As for battery life, BatteryXPRT, the third benchmark app, puts Merrifield atop others with a claimed battery life of more than 19 hours, ahead of both Qualcomm and Apple while using a lower capacity battery.
The last benchmark mentioned was GFXBench 2.7 where Intel's chip was competitive on 3D gaming, coming slightly behind Qualcomm's Snapdragon 800.
Another SKU in the pipeline?
The most exciting feature though is the promise of 64-bit Android, one which is likely to bring up to a third extra performance when deployed, although it is very much application dependent.

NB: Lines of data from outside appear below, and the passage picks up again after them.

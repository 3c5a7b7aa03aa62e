//! Text extraction from uploaded documents.
//!
//! `DocumentExtractor` dispatches on the file extension: PDFs go through direct
//! text extraction with an OCR fallback, images go straight to the OCR engine.
//! Both external tools sit behind traits (`OcrEngine`, `PageRasterizer`) so the
//! dispatch logic can be exercised without tesseract or poppler installed.

pub mod ocr;
pub mod pdf;

use std::sync::Arc;

use async_trait::async_trait;
use serde::Serialize;
use thiserror::Error;
use tracing::{info, warn};

use crate::extraction::pdf::{direct_page_texts, select_direct_text};

#[derive(Debug, Error)]
pub enum ExtractionError {
    #[error("Fichier vide")]
    EmptyFile,

    #[error("Type de fichier non supporté: {0}")]
    UnsupportedType(String),

    #[error("Erreur Tesseract: {0}")]
    OcrFailed(String),

    #[error("Erreur de conversion PDF en images: {0}")]
    RasterizeFailed(String),

    #[error("Aucun texte trouvé dans le PDF même avec OCR")]
    NoTextAfterOcr,

    #[error("Erreur OCR: {0}")]
    Io(#[from] std::io::Error),
}

/// Which path produced the text.
#[derive(Debug, Clone, Copy, PartialEq, Eq, Serialize)]
#[serde(rename_all = "snake_case")]
pub enum SourceFormat {
    Pdf,
    Image,
}

#[derive(Debug, Clone, Serialize)]
pub struct ExtractionResult {
    pub text: String,
    pub source: SourceFormat,
    /// True when a PDF had to be rasterised and OCR'd.
    pub fallback_used: bool,
}

/// Turns image bytes into text.
#[async_trait]
pub trait OcrEngine: Send + Sync {
    async fn image_to_text(&self, image: &[u8]) -> Result<String, ExtractionError>;
}

/// Renders every page of a PDF to an image (PNG bytes, page order).
#[async_trait]
pub trait PageRasterizer: Send + Sync {
    async fn render_pages(&self, pdf: &[u8]) -> Result<Vec<Vec<u8>>, ExtractionError>;
}

/// File kinds accepted for extraction, keyed on the lowercased extension.
#[derive(Debug, Clone, Copy, PartialEq, Eq)]
pub enum DocumentKind {
    Pdf,
    Image,
}

impl DocumentKind {
    pub const ALLOWED_EXTENSIONS: [&'static str; 4] = ["pdf", "png", "jpg", "jpeg"];

    pub fn from_filename(filename: &str) -> Option<Self> {
        // A bare ".pdf" still counts as a PDF.
        let (_, ext) = filename.rsplit_once('.')?;
        let ext = ext.to_lowercase();
        match ext.as_str() {
            "pdf" => Some(DocumentKind::Pdf),
            "png" | "jpg" | "jpeg" => Some(DocumentKind::Image),
            _ => None,
        }
    }
}

pub struct DocumentExtractor {
    ocr: Arc<dyn OcrEngine>,
    rasterizer: Arc<dyn PageRasterizer>,
}

impl DocumentExtractor {
    pub fn new(ocr: Arc<dyn OcrEngine>, rasterizer: Arc<dyn PageRasterizer>) -> Self {
        Self { ocr, rasterizer }
    }

    pub async fn extract(
        &self,
        filename: &str,
        content: &[u8],
    ) -> Result<ExtractionResult, ExtractionError> {
        if content.is_empty() {
            return Err(ExtractionError::EmptyFile);
        }

        match DocumentKind::from_filename(filename) {
            Some(DocumentKind::Pdf) => self.extract_pdf(content).await,
            Some(DocumentKind::Image) => {
                let text = self.ocr.image_to_text(content).await?;
                Ok(ExtractionResult {
                    text,
                    source: SourceFormat::Image,
                    fallback_used: false,
                })
            }
            None => Err(ExtractionError::UnsupportedType(filename.to_string())),
        }
    }

    async fn extract_pdf(&self, content: &[u8]) -> Result<ExtractionResult, ExtractionError> {
        match direct_page_texts(content.to_vec()).await {
            Ok(pages) => {
                if let Some(text) = select_direct_text(&pages) {
                    info!(pages = pages.len(), chars = text.len(), "PDF text extracted directly");
                    return Ok(ExtractionResult {
                        text,
                        source: SourceFormat::Pdf,
                        fallback_used: false,
                    });
                }
                info!("Direct PDF text too short, falling back to OCR");
            }
            Err(reason) => warn!("Direct PDF extraction failed: {reason:#}"),
        }

        let text = self.ocr_pdf(content).await?;
        Ok(ExtractionResult {
            text,
            source: SourceFormat::Pdf,
            fallback_used: true,
        })
    }

    async fn ocr_pdf(&self, content: &[u8]) -> Result<String, ExtractionError> {
        let images = self.rasterizer.render_pages(content).await?;

        let mut parts = Vec::new();
        for (index, image) in images.iter().enumerate() {
            match self.ocr.image_to_text(image).await {
                Ok(text) if !text.trim().is_empty() => parts.push(text.trim().to_string()),
                Ok(_) => {}
                Err(e) => warn!(page = index, "OCR failed on page, skipping: {e}"),
            }
        }

        if parts.is_empty() {
            return Err(ExtractionError::NoTextAfterOcr);
        }
        Ok(parts.join("\n"))
    }
}

#[cfg(test)]
pub(crate) mod tests {
    use super::*;
    use std::sync::atomic::{AtomicUsize, Ordering};

    /// OCR stub: returns `image` interpreted as UTF-8, fails on `FAIL`.
    #[derive(Default)]
    pub struct EchoOcr {
        pub calls: AtomicUsize,
    }

    #[async_trait]
    impl OcrEngine for EchoOcr {
        async fn image_to_text(&self, image: &[u8]) -> Result<String, ExtractionError> {
            self.calls.fetch_add(1, Ordering::SeqCst);
            if image == b"FAIL" {
                return Err(ExtractionError::OcrFailed("exit status 1".to_string()));
            }
            Ok(String::from_utf8_lossy(image).to_string())
        }
    }

    /// Rasterizer stub returning fixed "page images".
    pub struct FixedPages(pub Vec<&'static str>);

    #[async_trait]
    impl PageRasterizer for FixedPages {
        async fn render_pages(&self, _pdf: &[u8]) -> Result<Vec<Vec<u8>>, ExtractionError> {
            Ok(self.0.iter().map(|p| p.as_bytes().to_vec()).collect())
        }
    }

    /// Minimal single-page PDF with `text` drawn in Helvetica.
    pub fn one_page_pdf(text: &str) -> Vec<u8> {
        let content = format!("BT /F1 12 Tf 72 720 Td ({text}) Tj ET");
        let objects = [
            "<< /Type /Catalog /Pages 2 0 R >>".to_string(),
            "<< /Type /Pages /Kids [3 0 R] /Count 1 >>".to_string(),
            "<< /Type /Page /Parent 2 0 R /MediaBox [0 0 612 792] /Contents 4 0 R \
             /Resources << /Font << /F1 5 0 R >> >> >>"
                .to_string(),
            format!("<< /Length {} >>\nstream\n{content}\nendstream", content.len()),
            "<< /Type /Font /Subtype /Type1 /BaseFont /Helvetica >>".to_string(),
        ];

        let mut pdf = b"%PDF-1.4\n".to_vec();
        let mut offsets = Vec::with_capacity(objects.len());
        for (i, body) in objects.iter().enumerate() {
            offsets.push(pdf.len());
            pdf.extend_from_slice(format!("{} 0 obj\n{body}\nendobj\n", i + 1).as_bytes());
        }

        let xref_at = pdf.len();
        let mut tail = format!("xref\n0 {}\n0000000000 65535 f \n", objects.len() + 1);
        for offset in offsets {
            tail.push_str(&format!("{offset:010} 00000 n \n"));
        }
        tail.push_str(&format!(
            "trailer\n<< /Size {} /Root 1 0 R >>\nstartxref\n{xref_at}\n%%EOF\n",
            objects.len() + 1
        ));
        pdf.extend_from_slice(tail.as_bytes());
        pdf
    }

    fn extractor(ocr: Arc<EchoOcr>, pages: Vec<&'static str>) -> DocumentExtractor {
        DocumentExtractor::new(ocr, Arc::new(FixedPages(pages)))
    }

    #[test]
    fn test_document_kind_from_filename() {
        assert_eq!(DocumentKind::from_filename("cv.PDF"), Some(DocumentKind::Pdf));
        assert_eq!(DocumentKind::from_filename("scan.jpeg"), Some(DocumentKind::Image));
        assert_eq!(DocumentKind::from_filename("photo.Png"), Some(DocumentKind::Image));
        assert_eq!(DocumentKind::from_filename("notes.txt"), None);
        assert_eq!(DocumentKind::from_filename("pdf"), None);
        assert_eq!(DocumentKind::from_filename(".pdf"), Some(DocumentKind::Pdf));
        assert_eq!(DocumentKind::from_filename("cv.2024.JPG"), Some(DocumentKind::Image));
        assert_eq!(DocumentKind::from_filename("cv.pdf.exe"), None);
    }

    #[tokio::test]
    async fn test_empty_content_rejected() {
        let ocr = Arc::new(EchoOcr::default());
        let err = extractor(ocr.clone(), vec![])
            .extract("cv.pdf", b"")
            .await
            .unwrap_err();
        assert!(matches!(err, ExtractionError::EmptyFile));
        assert_eq!(ocr.calls.load(Ordering::SeqCst), 0);
    }

    #[tokio::test]
    async fn test_unsupported_extension_rejected() {
        let err = extractor(Arc::new(EchoOcr::default()), vec![])
            .extract("notes.txt", b"hello")
            .await
            .unwrap_err();
        assert!(matches!(err, ExtractionError::UnsupportedType(_)));
        assert!(err.to_string().contains("non supporté"));
    }

    #[tokio::test]
    async fn test_image_goes_straight_to_ocr() {
        let ocr = Arc::new(EchoOcr::default());
        let result = extractor(ocr.clone(), vec![])
            .extract("scan.jpg", "Jean Dupont".as_bytes())
            .await
            .unwrap();
        assert_eq!(result.text, "Jean Dupont");
        assert_eq!(result.source, SourceFormat::Image);
        assert!(!result.fallback_used);
        assert_eq!(ocr.calls.load(Ordering::SeqCst), 1);
    }

    #[tokio::test]
    async fn test_unreadable_pdf_falls_back_to_ocr_per_page() {
        let ocr = Arc::new(EchoOcr::default());
        let result = extractor(ocr.clone(), vec!["Page une", "  ", "FAIL", "Page quatre"])
            .extract("cv.pdf", b"%PDF-1.4 definitely not a real document")
            .await
            .unwrap();
        assert_eq!(result.text, "Page une\nPage quatre");
        assert_eq!(result.source, SourceFormat::Pdf);
        assert!(result.fallback_used);
        assert_eq!(ocr.calls.load(Ordering::SeqCst), 4);
    }

    #[tokio::test]
    async fn test_pdf_with_short_text_layer_goes_to_ocr() {
        let ocr = Arc::new(EchoOcr::default());
        let result = extractor(ocr.clone(), vec!["OCR PAGE"])
            .extract("cv.pdf", &one_page_pdf("Jean Dupon"))
            .await
            .unwrap();
        assert_eq!(result.text, "OCR PAGE");
        assert!(result.fallback_used);
        assert_eq!(ocr.calls.load(Ordering::SeqCst), 1);
    }

    #[tokio::test]
    async fn test_pdf_with_text_layer_skips_ocr() {
        let ocr = Arc::new(EchoOcr::default());
        let result = extractor(ocr.clone(), vec!["OCR PAGE"])
            .extract(
                "cv.pdf",
                &one_page_pdf("Jean Dupont - Developpeur backend Rust et Python - Lyon, France"),
            )
            .await
            .unwrap();
        assert!(result.text.contains("Dupont"));
        assert!(result.text.chars().count() > pdf::MIN_DIRECT_TEXT_CHARS);
        assert_eq!(result.source, SourceFormat::Pdf);
        assert!(!result.fallback_used);
        assert_eq!(ocr.calls.load(Ordering::SeqCst), 0);
    }

    #[tokio::test]
    async fn test_pdf_without_text_even_after_ocr() {
        let err = extractor(Arc::new(EchoOcr::default()), vec!["", "FAIL"])
            .extract("cv.pdf", b"not a pdf")
            .await
            .unwrap_err();
        assert!(matches!(err, ExtractionError::NoTextAfterOcr));
    }
}
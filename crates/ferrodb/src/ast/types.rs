//! `CREATE TABLE` column declarations.

use crate::value::ColumnType;

/// A single column declaration inside a `CREATE TABLE` statement.
#[derive(Debug, Clone, PartialEq)]
pub struct ColumnDef {
    /// Column name.
    pub name: String,
    /// Declared type.
    pub data_type: ColumnType,
    /// Whether `PRIMARY KEY` was declared on this column.
    pub primary_key: bool,
    /// Whether `UNIQUE` was declared on this column.
    pub unique: bool,
    /// Whether `NOT NULL` was declared on this column.
    pub not_null: bool,
}

impl ColumnDef {
    /// Creates a bare column declaration with no constraints.
    #[must_use]
    pub fn new(name: impl Into<String>, data_type: ColumnType) -> Self {
        Self {
            name: name.into(),
            data_type,
            primary_key: false,
            unique: false,
            not_null: false,
        }
    }

    /// Marks this column `PRIMARY KEY`, which implies `UNIQUE` and `NOT NULL`.
    #[must_use]
    pub fn primary_key(mut self) -> Self {
        self.primary_key = true;
        self.unique = true;
        self.not_null = true;
        self
    }

    /// Marks this column `UNIQUE`.
    #[must_use]
    pub fn unique(mut self) -> Self {
        self.unique = true;
        self
    }

    /// Marks this column `NOT NULL`.
    #[must_use]
    pub fn not_null(mut self) -> Self {
        self.not_null = true;
        self
    }
}

impl std::fmt::Display for ColumnDef {
    fn fmt(&self, f: &mut std::fmt::Formatter<'_>) -> std::fmt::Result {
        write!(f, "{} {}", self.name, self.data_type)?;
        if self.primary_key {
            write!(f, " PRIMARY KEY")?;
        } else {
            if self.unique {
                write!(f, " UNIQUE")?;
            }
            if self.not_null {
                write!(f, " NOT NULL")?;
            }
        }
        Ok(())
    }
}
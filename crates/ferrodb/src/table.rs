//! Schema and table storage.
//!
//! A [`Table`] owns its rows, its secondary indexes, and its row-id
//! allocator. Every mutation runs through [`Table::insert`],
//! [`Table::update`], or [`Table::delete`], which are the sole places
//! constraints are enforced and indexes kept in sync.

use std::collections::BTreeMap;
use std::path::{Path, PathBuf};

use serde::{Deserialize, Serialize};
use tracing::debug;

use crate::btree::{BTreeIndex, RowId};
use crate::error::{ConstraintError, Result, StorageError};
use crate::value::{ColumnType, Value};

/// Immutable column metadata.
#[derive(Debug, Clone, PartialEq, Serialize, Deserialize)]
pub struct Column {
    /// Column name, unique within its table, case-sensitive.
    pub name: String,
    /// Declared type.
    #[serde(rename = "type")]
    pub data_type: ColumnType,
    /// Whether this column is the table's primary key.
    #[serde(default)]
    pub primary_key: bool,
    /// Whether this column must hold distinct non-null values.
    #[serde(default)]
    pub unique: bool,
    /// Whether `Null` is rejected for this column.
    #[serde(default)]
    pub not_null: bool,
}

/// A single row: column name → value.
pub type Row = BTreeMap<String, Value>;

/// A table: columns, row storage, secondary indexes, and a row-id
/// allocator.
#[derive(Debug)]
pub struct Table {
    name: String,
    columns: Vec<Column>,
    rows: BTreeMap<RowId, Row>,
    indexes: BTreeMap<String, BTreeIndex>,
    next_row_id: RowId,
    path: Option<PathBuf>,
}

impl Table {
    /// Creates a new, empty table. `directory` is where the table's
    /// document is persisted; `None` keeps the table purely in memory
    /// (used by tests that don't exercise persistence).
    #[must_use]
    pub fn new(name: impl Into<String>, columns: Vec<Column>, directory: Option<&Path>) -> Self {
        let name = name.into();
        let mut table = Self {
            path: directory.map(|dir| table_path(dir, &name)),
            name,
            columns,
            rows: BTreeMap::new(),
            indexes: BTreeMap::new(),
            next_row_id: 1,
        };
        for column in table.columns.clone() {
            if column.primary_key || column.unique {
                table.create_column_index(&column.name);
            }
        }
        table
    }

    /// The table's name.
    #[must_use]
    pub fn name(&self) -> &str {
        &self.name
    }

    /// The table's declared columns, in declaration order.
    #[must_use]
    pub fn columns(&self) -> &[Column] {
        &self.columns
    }

    /// Looks up a declared column by name (case-sensitive).
    #[must_use]
    pub fn column(&self, name: &str) -> Option<&Column> {
        self.columns.iter().find(|c| c.name == name)
    }

    /// Whether `column` has a secondary index.
    #[must_use]
    pub fn has_index(&self, column: &str) -> bool {
        self.indexes.contains_key(column)
    }

    /// Returns the index on `column`, if one exists.
    #[must_use]
    pub fn index(&self, column: &str) -> Option<&BTreeIndex> {
        self.indexes.get(column)
    }

    /// Builds (or rebuilds) an index over `column` from the rows
    /// currently stored. Idempotent.
    pub fn create_column_index(&mut self, column: &str) {
        let mut index = BTreeIndex::new();
        for (rowid, row) in &self.rows {
            if let Some(value) = row.get(column) {
                if !value.is_null() {
                    index.insert(value.clone(), *rowid);
                }
            }
        }
        self.indexes.insert(column.to_string(), index);
    }

    /// Lazily iterates all rows in ascending row-id order.
    pub fn scan(&self) -> impl Iterator<Item = (RowId, &Row)> {
        self.rows.iter().map(|(id, row)| (*id, row))
    }

    /// Looks up a single row by id.
    #[must_use]
    pub fn row(&self, rowid: RowId) -> Option<&Row> {
        self.rows.get(&rowid)
    }

    /// Inserts one row, supplied as a partial column→value mapping
    /// (missing columns default to `Null`). Runs type coercion and
    /// every declarative constraint before the row is stored; on
    /// failure the table is left untouched.
    pub fn insert(&mut self, mut values: Row) -> Result<RowId> {
        if values.len() > self.columns.len() {
            let extra = values
                .keys()
                .find(|k| !self.columns.iter().any(|c| &c.name == *k))
                .cloned()
                .unwrap_or_default();
            return Err(ConstraintError::UnknownColumn(extra).into());
        }

        let mut resolved = Row::new();
        for column in &self.columns {
            let supplied = values.remove(&column.name).unwrap_or(Value::Null);
            let coerced = column.data_type.coerce(supplied).map_err(|found| {
                ConstraintError::TypeMismatch {
                    column: column.name.clone(),
                    expected: column.data_type.to_string(),
                    found: value_kind(&found),
                }
            })?;
            if column.not_null && coerced.is_null() {
                return Err(ConstraintError::NotNull(column.name.clone()).into());
            }
            resolved.insert(column.name.clone(), coerced);
        }

        for column in &self.columns {
            if !(column.unique || column.primary_key) {
                continue;
            }
            let value = &resolved[&column.name];
            if value.is_null() {
                continue;
            }
            if let Some(index) = self.indexes.get(&column.name) {
                if index.contains(value) {
                    return Err(if column.primary_key {
                        ConstraintError::PrimaryKeyViolation(column.name.clone()).into()
                    } else {
                        ConstraintError::UniqueViolation(column.name.clone()).into()
                    });
                }
            }
        }

        let rowid = self.next_row_id;
        self.next_row_id += 1;
        for (column, value) in &resolved {
            if let Some(index) = self.indexes.get_mut(column) {
                if !value.is_null() {
                    index.insert(value.clone(), rowid);
                }
            }
        }
        self.rows.insert(rowid, resolved);
        debug!(table = %self.name, rowid, "row inserted");
        self.persist()?;
        Ok(rowid)
    }

    /// Applies `assignments` to every row matching `predicate`,
    /// two-phase: every proposed row is validated before any row is
    /// actually mutated, so a constraint failure on a later row leaves
    /// earlier matches untouched.
    pub fn update<F>(&mut self, assignments: &[(String, Value)], predicate: F) -> Result<usize>
    where
        F: Fn(&Row) -> Result<bool>,
    {
        let mut matches: Vec<RowId> = Vec::new();
        for (id, row) in &self.rows {
            if predicate(row)? {
                matches.push(*id);
            }
        }

        let mut proposed: Vec<(RowId, Row)> = Vec::with_capacity(matches.len());
        for rowid in &matches {
            let mut candidate = self.rows[rowid].clone();
            for (column_name, new_value) in assignments {
                let column = self
                    .column(column_name)
                    .ok_or_else(|| ConstraintError::UnknownColumn(column_name.clone()))?;
                let coerced = column.data_type.coerce(new_value.clone()).map_err(|found| {
                    ConstraintError::TypeMismatch {
                        column: column.name.clone(),
                        expected: column.data_type.to_string(),
                        found: value_kind(&found),
                    }
                })?;
                if column.not_null && coerced.is_null() {
                    return Err(ConstraintError::NotNull(column.name.clone()).into());
                }
                candidate.insert(column.name.clone(), coerced);
            }
            proposed.push((*rowid, candidate));
        }

        for column in &self.columns {
            if !(column.unique || column.primary_key) {
                continue;
            }
            for (rowid, candidate) in &proposed {
                let value = &candidate[&column.name];
                if value.is_null() {
                    continue;
                }
                let collides_with_untouched = self
                    .rows
                    .iter()
                    .any(|(other_id, other_row)| {
                        other_id != rowid
                            && !matches.contains(other_id)
                            && other_row.get(&column.name) == Some(value)
                    });
                let collides_with_another_proposed = proposed
                    .iter()
                    .any(|(other_id, other_row)| {
                        other_id != rowid && &other_row[&column.name] == value
                    });
                if collides_with_untouched || collides_with_another_proposed {
                    return Err(if column.primary_key {
                        ConstraintError::PrimaryKeyViolation(column.name.clone()).into()
                    } else {
                        ConstraintError::UniqueViolation(column.name.clone()).into()
                    });
                }
            }
        }

        for (rowid, candidate) in proposed {
            let old = self.rows.insert(rowid, candidate.clone()).expect("row exists");
            for column in &self.columns {
                let Some(index) = self.indexes.get_mut(&column.name) else {
                    continue;
                };
                if let Some(old_value) = old.get(&column.name) {
                    if !old_value.is_null() {
                        index.remove(old_value, rowid);
                    }
                }
                if let Some(new_value) = candidate.get(&column.name) {
                    if !new_value.is_null() {
                        index.insert(new_value.clone(), rowid);
                    }
                }
            }
        }

        debug!(table = %self.name, count = matches.len(), "rows updated");
        if !matches.is_empty() {
            self.persist()?;
        }
        Ok(matches.len())
    }

    /// Removes every row matching `predicate` from the row store and
    /// every index. Returns the number of rows removed.
    pub fn delete<F>(&mut self, predicate: F) -> Result<usize>
    where
        F: Fn(&Row) -> Result<bool>,
    {
        let mut matches: Vec<RowId> = Vec::new();
        for (id, row) in &self.rows {
            if predicate(row)? {
                matches.push(*id);
            }
        }

        for rowid in &matches {
            if let Some(row) = self.rows.remove(rowid) {
                for (column, value) in &row {
                    if value.is_null() {
                        continue;
                    }
                    if let Some(index) = self.indexes.get_mut(column) {
                        index.remove(value, *rowid);
                    }
                }
            }
        }

        debug!(table = %self.name, count = matches.len(), "rows deleted");
        if !matches.is_empty() {
            self.persist()?;
        }
        Ok(matches.len())
    }

    /// Removes this table's persisted document, if any.
    pub fn drop_persisted(&self) -> Result<()> {
        if let Some(path) = &self.path {
            if path.exists() {
                std::fs::remove_file(path).map_err(StorageError::Io)?;
            }
        }
        Ok(())
    }

    fn persist(&self) -> Result<()> {
        let Some(path) = &self.path else {
            return Ok(());
        };
        let document = TableDocument {
            schema: self.columns.clone(),
            rows: self.rows.clone(),
            next_row_id: self.next_row_id,
        };
        let json = serde_json::to_vec_pretty(&document).map_err(|source| StorageError::Corrupt {
            table: self.name.clone(),
            source,
        })?;
        let tmp_path = path.with_extension("tmp");
        std::fs::write(&tmp_path, json).map_err(StorageError::Io)?;
        std::fs::rename(&tmp_path, path).map_err(StorageError::Io)?;
        tracing::info!(table = %self.name, "table persisted");
        Ok(())
    }

    /// Loads a table from its persisted document. `Err` if the
    /// document is unreadable or fails to parse; callers treat that as
    /// the table simply being absent from the reopened database.
    pub fn load(name: &str, directory: &Path) -> Result<Self> {
        let path = table_path(directory, name);
        let bytes = std::fs::read(&path).map_err(StorageError::Io)?;
        let document: TableDocument =
            serde_json::from_slice(&bytes).map_err(|source| StorageError::Corrupt {
                table: name.to_string(),
                source,
            })?;

        let mut table = Self {
            name: name.to_string(),
            columns: document.schema.clone(),
            rows: BTreeMap::new(),
            indexes: BTreeMap::new(),
            next_row_id: 1,
            path: Some(path),
        };
        for column in &document.schema {
            if column.primary_key || column.unique {
                table.indexes.insert(column.name.clone(), BTreeIndex::new());
            }
        }

        for (rowid, row) in document.rows {
            for (column, value) in &row {
                if let Some(index) = table.indexes.get_mut(column) {
                    if !value.is_null() {
                        index.insert(value.clone(), rowid);
                    }
                }
            }
            table.rows.insert(rowid, row);
        }
        table.next_row_id = document.next_row_id;
        Ok(table)
    }
}

fn value_kind(value: &Value) -> String {
    match value {
        Value::Integer(_) => "INTEGER".to_string(),
        Value::Float(_) => "FLOAT".to_string(),
        Value::Text(_) => "TEXT".to_string(),
        Value::Boolean(_) => "BOOLEAN".to_string(),
        Value::Null => "NULL".to_string(),
    }
}

fn table_path(directory: &Path, name: &str) -> PathBuf {
    directory.join(format!("{name}.json"))
}

#[derive(Debug, Serialize, Deserialize)]
struct TableDocument {
    schema: Vec<Column>,
    rows: BTreeMap<RowId, Row>,
    next_row_id: RowId,
}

Oddly enough, the Intel reference phone used an unannounced Z3770 processor which has two cores clocked at 2.13GHz and a whopping 2MB L2 cache as well as a 4-inch HD display.
It is surprising though that Intel didn't put the quad-core version of Merrifield (Moorefield) to the test.
Earlier today, Intel also announced a new LTE chip at MWC, the XMM 7260, which supports download speeds of up to 300Mbps.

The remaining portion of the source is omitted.